The titles and logos of the Publisher’s Services are registered trademarks and/or trademarks protected under common laws. Neither the titles nor the logos may be used without the express written permission of Publisher.
This agreement may be executed by Advertiser/Agency by manual, facsimile or scanned PDF signatures (or by clicking “accept” or similar terminology online), and in any number of counterparts, each of which will be deemed an original and all which together will constitute one and the same instrument.
PUBLISHER DISCLAIMS ALL WARRANTIES AND/OR GUARANTEES, EXPRESS OR IMPLIED, INCLUDING, BUT NOT LIMITED TO, WARRANTIES FOR NONINFRINGEMENT, ACCURACY, AVAILABILITY, UPTIME, MERCHANTABILITY AND/OR FITNESS FOR ANY PARTICULAR PURPOSE HEREUNDER IN CONNECTION WITH THE DISPLAY, PERFORMANCE AND TRANSMISSION OF ADVERTISEMENTS IN THE SERVICE, AND IN CONNECTION WITH THE CREATION OF WEBSITES, LANDING PAGES, APPS AND SIMILAR PRODUCTS OR PLATFORMS FOR ADVERTISER/AGENCY HEREUNDER. Advertiser and Agency acknowledge that third parties other than Publisher may generate automated, fraudulent or otherwise invalid/improper impressions, conversions, inquiries, clicks or other actions on Advertiser’s advertisements displayed on the Service. As between Advertiser and Publisher, Advertiser accepts the risk of any such improper actions. Advertiser’s exclusive remedy for such suspected improper actions is for Advertiser to request a refund relating to its impacted advertisements in the form of advertising credits on the applicable Service within thirty (30) days from the end of the calendar month in which such advertisement is initially displayed on the applicable Service. Any advertising credit refunds in connection with the Advertiser’s aforementioned requests are within the sole discretion of Publisher.

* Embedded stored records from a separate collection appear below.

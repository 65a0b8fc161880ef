use std::fs;
use std::path::{Path, PathBuf};

use anyhow::{Context, Result};
use serde::Deserialize;

use crate::domain::remapper::{DEFAULT_DATASET, DEFAULT_SCRAPER, RemapConfig};
use crate::utils::encoding::OtlpEncoding;
use crate::utils::file::expand_path;

use super::cli::CliConfig;
use super::constants::{APP_DOT_FOLDER, CONFIG_FILE_NAME};

// =============================================================================
// File Config Structs (JSON deserialization)
// =============================================================================

/// Remap configuration section
#[derive(Debug, Default, Clone, Deserialize)]
pub struct RemapFileConfig {
    pub dataset: Option<String>,
    pub scraper: Option<String>,
    pub enrich: Option<bool>,
}

/// Output configuration section
#[derive(Debug, Default, Clone, Deserialize)]
pub struct OutputFileConfig {
    pub format: Option<OtlpEncoding>,
    pub pretty: Option<bool>,
    pub dir: Option<String>,
}

/// File-based configuration (JSON)
#[derive(Debug, Default, Deserialize)]
pub struct FileConfig {
    pub remap: Option<RemapFileConfig>,
    pub output: Option<OutputFileConfig>,
    #[serde(flatten)]
    pub extra: serde_json::Value,
}

impl FileConfig {
    /// Load configuration from a JSON file
    fn load_from_file(path: &Path) -> Result<Self> {
        tracing::debug!(path = %path.display(), "Loading config file");
        let content = fs::read_to_string(path)
            .with_context(|| format!("Failed to read config file: {}", path.display()))?;
        let config: Self = serde_json::from_str(&content)
            .with_context(|| format!("Failed to parse config file: {}", path.display()))?;
        tracing::trace!(config = ?config, "Parsed config file");
        Ok(config)
    }

    /// Warn about unknown fields in the config
    fn warn_unknown_fields(&self) {
        if let serde_json::Value::Object(map) = &self.extra
            && !map.is_empty()
        {
            let keys_str: String = map
                .keys()
                .map(|k| k.as_str())
                .collect::<Vec<_>>()
                .join(", ");
            tracing::warn!(
                fields = %keys_str,
                "Unknown fields in config file (possible typos)"
            );
        }
    }

    /// Merge another FileConfig into this one (other takes precedence)
    fn merge(&mut self, other: FileConfig) {
        if let Some(remap) = other.remap {
            let current = self.remap.get_or_insert_with(RemapFileConfig::default);
            if remap.dataset.is_some() {
                tracing::trace!(dataset = ?remap.dataset, "Merging remap.dataset");
                current.dataset = remap.dataset;
            }
            if remap.scraper.is_some() {
                tracing::trace!(scraper = ?remap.scraper, "Merging remap.scraper");
                current.scraper = remap.scraper;
            }
            if remap.enrich.is_some() {
                current.enrich = remap.enrich;
            }
        }

        if let Some(output) = other.output {
            let current = self.output.get_or_insert_with(OutputFileConfig::default);
            if output.format.is_some() {
                tracing::trace!(format = ?output.format, "Merging output.format");
                current.format = output.format;
            }
            if output.pretty.is_some() {
                current.pretty = output.pretty;
            }
            if output.dir.is_some() {
                current.dir = output.dir;
            }
        }
    }
}

// =============================================================================
// Resolved Config
// =============================================================================

#[derive(Debug, Clone, Default, PartialEq, Eq)]
pub struct OutputConfig {
    /// `None` keeps each input's encoding
    pub format: Option<OtlpEncoding>,
    pub pretty: bool,
    /// `None` writes next to each input
    pub dir: Option<PathBuf>,
}

#[derive(Debug, Clone, Default, PartialEq, Eq)]
pub struct AppConfig {
    pub remap: RemapConfig,
    pub output: OutputConfig,
}

impl AppConfig {
    /// Load configuration from all sources
    ///
    /// Priority (lowest to highest):
    /// 1. Defaults
    /// 2. Profile directory config (~/.procmap/procmap.json)
    /// 3. Local directory config OR CLI-specified config path
    /// 4. CLI arguments (which include env var fallbacks via clap)
    pub fn load(cli: &CliConfig) -> Result<Self> {
        tracing::debug!("Loading application configuration");
        tracing::trace!(cli = ?cli, "CLI config");

        let mut file_config = FileConfig::default();
        let mut found_configs: Vec<String> = Vec::new();

        // 1. Load from profile dir (~/.procmap/procmap.json) - skip if not exists
        if let Some(profile_path) = get_profile_config_path()
            && profile_path.exists()
        {
            let profile_config = FileConfig::load_from_file(&profile_path)?;
            profile_config.warn_unknown_fields();
            file_config.merge(profile_config);
            found_configs.push(profile_path.display().to_string());
        }

        // 2. Load from CLI-specified path OR local directory
        let overlay_path = if let Some(ref path) = cli.config {
            let expanded = expand_path(&path.to_string_lossy());
            if !expanded.exists() {
                anyhow::bail!("Config file not found: {}", expanded.display());
            }
            Some(expanded)
        } else {
            let local = PathBuf::from(CONFIG_FILE_NAME);
            if local.exists() { Some(local) } else { None }
        };

        if let Some(path) = overlay_path {
            let overlay_config = FileConfig::load_from_file(&path)?;
            overlay_config.warn_unknown_fields();
            file_config.merge(overlay_config);
            found_configs.push(path.display().to_string());
        }

        tracing::debug!(configs = ?found_configs, "Config files loaded");

        let config = Self::resolve(file_config, cli);
        config.validate()?;
        Ok(config)
    }

    /// Layer configs: defaults -> file config -> CLI/env overrides
    fn resolve(file_config: FileConfig, cli: &CliConfig) -> Self {
        let file_remap = file_config.remap.unwrap_or_default();
        let file_output = file_config.output.unwrap_or_default();

        let remap = RemapConfig {
            dataset: cli
                .dataset
                .clone()
                .or(file_remap.dataset)
                .unwrap_or_else(|| DEFAULT_DATASET.to_string()),
            scraper: cli
                .scraper
                .clone()
                .or(file_remap.scraper)
                .unwrap_or_else(|| DEFAULT_SCRAPER.to_string()),
            enrich: cli.enrich.or(file_remap.enrich).unwrap_or(true),
        };

        let output = OutputConfig {
            format: cli.format.or(file_output.format),
            pretty: cli.pretty.or(file_output.pretty).unwrap_or(false),
            dir: cli
                .output_dir
                .as_ref()
                .map(|p| expand_path(&p.to_string_lossy()))
                .or_else(|| file_output.dir.as_deref().map(expand_path)),
        };

        Self { remap, output }
    }

    fn validate(&self) -> Result<()> {
        if self.remap.scraper.trim().is_empty() {
            anyhow::bail!("remap.scraper must not be empty");
        }
        if let Some(ref dir) = self.output.dir
            && dir.is_file()
        {
            anyhow::bail!(
                "Output directory is an existing file: {}",
                dir.display()
            );
        }
        Ok(())
    }
}

/// Get the profile config path (~/.procmap/procmap.json)
fn get_profile_config_path() -> Option<PathBuf> {
    dirs::home_dir().map(|h| h.join(APP_DOT_FOLDER).join(CONFIG_FILE_NAME))
}

#[cfg(test)]
mod tests {
    use super::*;
    use std::io::Write;

    #[test]
    fn test_file_config_parse_full() {
        let json = r#"{
            "remap": { "dataset": "process.custom", "scraper": "procscraper", "enrich": false },
            "output": { "format": "protobuf", "pretty": true, "dir": "/tmp/out" }
        }"#;
        let config: FileConfig = serde_json::from_str(json).unwrap();

        let remap = config.remap.as_ref().unwrap();
        assert_eq!(remap.dataset, Some("process.custom".to_string()));
        assert_eq!(remap.scraper, Some("procscraper".to_string()));
        assert_eq!(remap.enrich, Some(false));

        let output = config.output.as_ref().unwrap();
        assert_eq!(output.format, Some(OtlpEncoding::Protobuf));
        assert_eq!(output.pretty, Some(true));
        assert_eq!(output.dir, Some("/tmp/out".to_string()));
    }

    #[test]
    fn test_file_config_parse_empty() {
        let config: FileConfig = serde_json::from_str("{}").unwrap();
        assert!(config.remap.is_none());
        assert!(config.output.is_none());
    }

    #[test]
    fn test_file_config_parse_extra_fields() {
        let json = r#"{ "remap": { "enrich": true }, "unknown_field": 123 }"#;
        let config: FileConfig = serde_json::from_str(json).unwrap();
        assert_eq!(config.remap.as_ref().unwrap().enrich, Some(true));
        assert_eq!(config.extra.get("unknown_field").unwrap(), 123);
    }

    #[test]
    fn test_file_config_merge() {
        let mut base = FileConfig {
            remap: Some(RemapFileConfig {
                dataset: Some("base".to_string()),
                scraper: Some("processscraper".to_string()),
                enrich: None,
            }),
            ..Default::default()
        };
        let overlay = FileConfig {
            remap: Some(RemapFileConfig {
                dataset: Some("overlay".to_string()),
                scraper: None,
                enrich: Some(false),
            }),
            output: Some(OutputFileConfig {
                pretty: Some(true),
                ..Default::default()
            }),
            ..Default::default()
        };
        base.merge(overlay);

        let remap = base.remap.unwrap();
        assert_eq!(remap.dataset, Some("overlay".to_string()));
        assert_eq!(remap.scraper, Some("processscraper".to_string()));
        assert_eq!(remap.enrich, Some(false));
        assert_eq!(base.output.unwrap().pretty, Some(true));
    }

    #[test]
    fn test_app_config_defaults() {
        let config = AppConfig::resolve(FileConfig::default(), &CliConfig::default());
        assert_eq!(config.remap, RemapConfig::default());
        assert_eq!(config.remap.dataset, "system.process");
        assert_eq!(config.remap.scraper, "processscraper");
        assert!(config.remap.enrich);
        assert_eq!(config.output, OutputConfig::default());
    }

    #[test]
    fn test_app_config_cli_override() {
        let file_config: FileConfig = serde_json::from_str(
            r#"{ "remap": { "dataset": "from-file", "enrich": false }, "output": { "format": "json" } }"#,
        )
        .unwrap();
        let cli = CliConfig {
            dataset: Some("from-cli".to_string()),
            format: Some(OtlpEncoding::Protobuf),
            ..Default::default()
        };
        let config = AppConfig::resolve(file_config, &cli);

        assert_eq!(config.remap.dataset, "from-cli");
        assert!(!config.remap.enrich);
        assert_eq!(config.output.format, Some(OtlpEncoding::Protobuf));
    }

    #[test]
    fn test_app_config_validation_empty_scraper() {
        let config = AppConfig {
            remap: RemapConfig {
                scraper: "  ".to_string(),
                ..Default::default()
            },
            ..Default::default()
        };
        assert!(config.validate().is_err());
    }

    #[test]
    fn test_app_config_validation_output_dir_is_file() {
        let file = tempfile::NamedTempFile::new().unwrap();
        let config = AppConfig {
            output: OutputConfig {
                dir: Some(file.path().to_path_buf()),
                ..Default::default()
            },
            ..Default::default()
        };
        let err = config.validate().unwrap_err();
        assert!(err.to_string().contains("existing file"));
    }

    #[test]
    fn test_app_config_load_from_cli_path() {
        let mut file = tempfile::NamedTempFile::new().unwrap();
        write!(file, r#"{{ "remap": {{ "dataset": "custom.dataset" }} }}"#).unwrap();

        let cli = CliConfig {
            config: Some(file.path().to_path_buf()),
            ..Default::default()
        };
        let config = AppConfig::load(&cli).unwrap();
        assert_eq!(config.remap.dataset, "custom.dataset");
    }

    #[test]
    fn test_app_config_load_missing_cli_path() {
        let cli = CliConfig {
            config: Some(PathBuf::from("/nonexistent/procmap.json")),
            ..Default::default()
        };
        let err = AppConfig::load(&cli).unwrap_err();
        assert!(err.to_string().contains("Config file not found"));
    }
}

To the extent Advertiser and/or Agency collects or obtains data from the Publisher Service, whether collected or received via an advertising unit, widget, pixel tag, cookie, clear gif, HTML, web beacon, script or other data collection process, including without limitation “clickstream” or “traffic pattern” data, or data that otherwise relates to usage of the applicable Publisher Service, user behavior and/or analytics, Advertiser and/or Agency is subject to the then-current version of Publisher’s Third Party Data Collection Policy, which is incorporated herein by reference (a copy of which is located at the following URL: https://www.cleveland.com/privacy-policy and/or available upon request). In addition, to the extent Advertiser and/or Agency provides any such data, or any names, postal addresses, email addresses, telephone numbers or other personally identifiable data to Publisher for any purpose, Advertiser and/or Agency represents and warrants that it has all rights, consents and permission necessary to transfer such data, and for Publisher to use such data, for the purposes contemplated by the parties.
The foregoing terms shall govern the relationship between Publisher and Advertiser and Agency. Publisher has not made any representations to Advertiser or Agency that are not contained herein. Unless expressly agreed to in writing signed by someone authorized at or above the Director level of Publisher, no other terms and conditions in insertion orders, contracts, click-through terms and conditions, copy instruction, letters, or otherwise will be binding on Publisher. All advertising agreements and similar terms must be signed by someone authorized at or above the Director level of Publisher. Publisher will not be bound to any advertising agreements or similar terms unless someone at or above the Director level has signed such agreements/terms.